In a paper published today in Nature Genetics, a team led by researchers at the Jackson Laboratory and the University of Texas MD Anderson Cancer Center showed the links between telomerase activity, genomic abnormalities, and telomere length in 31 different cancer types.
"The telomerase enzymatic subunit, encoded by [telomerase reverse transcriptase] TERT, is transcriptionally silent in most non-neoplastic cells, but reactivation may endow a small population of cells with the ability to survive crisis, at which point they become immortalized," the authors wrote.
"It has been proposed that up to 90 percent of human cancers reactivate telomerase," they added, and "alternative lengthening of telomeres is frequently observed in tumors lacking telomerase activity and manifests with long but highly variable telomeres. Deactivating mutations in ATRX and its binding partner DAXX were found to be tightly correlated with long telomeres in pancreatic neuroendocrine tumors and gliomas."
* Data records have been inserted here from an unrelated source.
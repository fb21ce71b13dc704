//! The built-in test workload.

use crate::common::PageId;

/// The fixed 33-reference page string every trial replays.
pub const REFERENCE_STRING: [u32; 33] = [
    1, 1, 1, 1, 0, 3, 1, 1, 3, 5, 1, 8, 1, 3, 5, 13, //
    15, 6, 1, 1, 3, 6, 7, 8, 9, 3, 1, 1, 4, 4, 4, 1, 2,
];

/// The resident-set sizes (page-table capacities) trialled per policy.
pub const RESIDENT_SET_SIZES: [usize; 3] = [3, 5, 7];

/// The reference string as typed pages.
pub fn reference_pages() -> Vec<PageId> {
    REFERENCE_STRING.iter().copied().map(PageId::new).collect()
}
//! Eviction policy implementations (replacers).
//!
//! Both policies implement the [`ReplacementPolicy`] trait so the
//! simulation driver can treat them polymorphically and swap one for the
//! other at runtime.
//!
//! Currently implements:
//! - [`FifoPolicy`] - evicts the page resident longest, ignoring reuse
//! - [`LruPolicy`] - evicts the page whose last access is furthest in the past

mod fifo;
mod lru;

use std::fmt;

use crate::common::{PageId, Result};

pub use fifo::FifoPolicy;
pub use lru::LruPolicy;

/// The result of one [`ReplacementPolicy::load_page`] call.
///
/// `evicted` is `None` either because the reference was a hit (no fault,
/// nothing to make room for) or because the table was still filling up
/// (faulted, but under capacity). It is never a sentinel page value.
#[derive(Debug, Clone, Copy, PartialEq, Eq)]
pub struct LoadOutcome {
    /// Whether the referenced page was absent from the resident set.
    pub faulted: bool,

    /// The page removed to make room, if any.
    pub evicted: Option<PageId>,
}

impl LoadOutcome {
    /// The page was already resident.
    pub(crate) fn hit() -> Self {
        Self {
            faulted: false,
            evicted: None,
        }
    }

    /// The page was absent and had to be faulted in.
    pub(crate) fn fault(evicted: Option<PageId>) -> Self {
        Self {
            faulted: true,
            evicted,
        }
    }
}

/// The shared contract both eviction policies implement.
///
/// A policy instance is created with a fixed capacity and a zero fault
/// count, and is mutated only through [`load_page`](Self::load_page).
/// Instances are single-threaded and not shared: the driver constructs one
/// fresh instance per (policy, capacity) trial.
///
/// # Invariants
/// - `resident_pages().len() <= capacity()` after every call.
/// - `fault_count()` is non-decreasing and increases by exactly 1 iff the
///   referenced page was absent immediately before the call.
pub trait ReplacementPolicy {
    /// The maximum number of resident pages, fixed at construction.
    fn capacity(&self) -> usize;

    /// A snapshot copy of the current resident set.
    ///
    /// FIFO returns pages in arrival order (oldest first); LRU returns
    /// them most-recently-used first. See each implementation.
    fn resident_pages(&self) -> Vec<PageId>;

    /// Reference `page`, faulting it in if absent.
    ///
    /// Insertion happens before any eviction, so the resident set briefly
    /// holds `capacity() + 1` pages inside this call but never after it
    /// returns.
    fn load_page(&mut self, page: PageId) -> LoadOutcome;

    /// Total page faults since construction.
    fn fault_count(&self) -> u64;
}

/// Selects one of the available eviction policies.
///
/// # Example
/// ```
/// use pagesim::policy::{PolicyKind, ReplacementPolicy};
/// use pagesim::PageId;
///
/// let mut policy = PolicyKind::Lru.build(3).unwrap();
/// assert!(policy.load_page(PageId::new(1)).faulted);
/// ```
#[derive(Debug, Clone, Copy, PartialEq, Eq)]
pub enum PolicyKind {
    Fifo,
    Lru,
}

impl PolicyKind {
    /// Every available policy, in the order trials run them.
    pub const ALL: [PolicyKind; 2] = [PolicyKind::Fifo, PolicyKind::Lru];

    /// Construct a boxed policy instance with the given capacity.
    ///
    /// # Errors
    /// `Error::ZeroCapacity` if `capacity` is 0.
    pub fn build(self, capacity: usize) -> Result<Box<dyn ReplacementPolicy>> {
        Ok(match self {
            PolicyKind::Fifo => Box::new(FifoPolicy::new(capacity)?),
            PolicyKind::Lru => Box::new(LruPolicy::new(capacity)?),
        })
    }
}

impl fmt::Display for PolicyKind {
    fn fmt(&self, f: &mut fmt::Formatter<'_>) -> fmt::Result {
        match self {
            PolicyKind::Fifo => write!(f, "FIFO"),
            PolicyKind::Lru => write!(f, "LRU"),
        }
    }
}

#[cfg(test)]
mod tests {
    use super::*;
    use crate::common::Error;

    #[test]
    fn test_kind_display() {
        assert_eq!(format!("{}", PolicyKind::Fifo), "FIFO");
        assert_eq!(format!("{}", PolicyKind::Lru), "LRU");
    }

    #[test]
    fn test_build_rejects_zero_capacity() {
        for kind in PolicyKind::ALL {
            assert_eq!(kind.build(0).err(), Some(Error::ZeroCapacity));
        }
    }

    #[test]
    fn test_build_reports_capacity() {
        for kind in PolicyKind::ALL {
            let policy = kind.build(5).unwrap();
            assert_eq!(policy.capacity(), 5);
            assert_eq!(policy.fault_count(), 0);
            assert!(policy.resident_pages().is_empty());
        }
    }
}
The researchers analyzed 18,430 unique samples — 9,065 tumors, 7,643 blood controls, and 1,722 solid tissue controls — from 9,127 patients, and reported the telomere lengths of all the samples, including tumors and non-neoplastic tissue.
They found that telomeres were shorter in tumors than in normal tissues, and longer in sarcomas and gliomas than in other cancers.
From 6,835 of the cancers they analyzed, the researchers found that 73 percent expressed TERT. Of these TERT-expressing samples, 32 percent carried at least one of three TERT abnormalities — promoter mutation, amplification, or chromosomal rearrangement.
A further 5 percent of the cases were characterized by undetectable TERT expression and alterations in ATRX or DAXX, and had both elongated telomeres and increased telomeric repeat-containing RNA (TERRA). The remaining 22 percent of tumors didn't express TERT and had no alterations in ATRX or DAXX, but had telomere lengths that positively correlated with TP53 and RB1 mutations.
"Our results suggested a positive correlation between TERT expression and telomerase activity, corroborating recent findings in bladder cancer," the team noted. "We also observed a positive correlation between TERC expression and telomerase activity, as well as increased telomerase activity in TERT-expressing tumors compared to tumors with ATRX or DAXX alterations and WT/WT tumors. This gene signature may serve as a useful proxy for estimating telomerase activity using transcriptional profiles."
The findings also provide insight on the telomere biology of tumors that lack common alterations, and open "avenues for functional studies of how to target this crucial pathway in oncogenesis," the researchers added.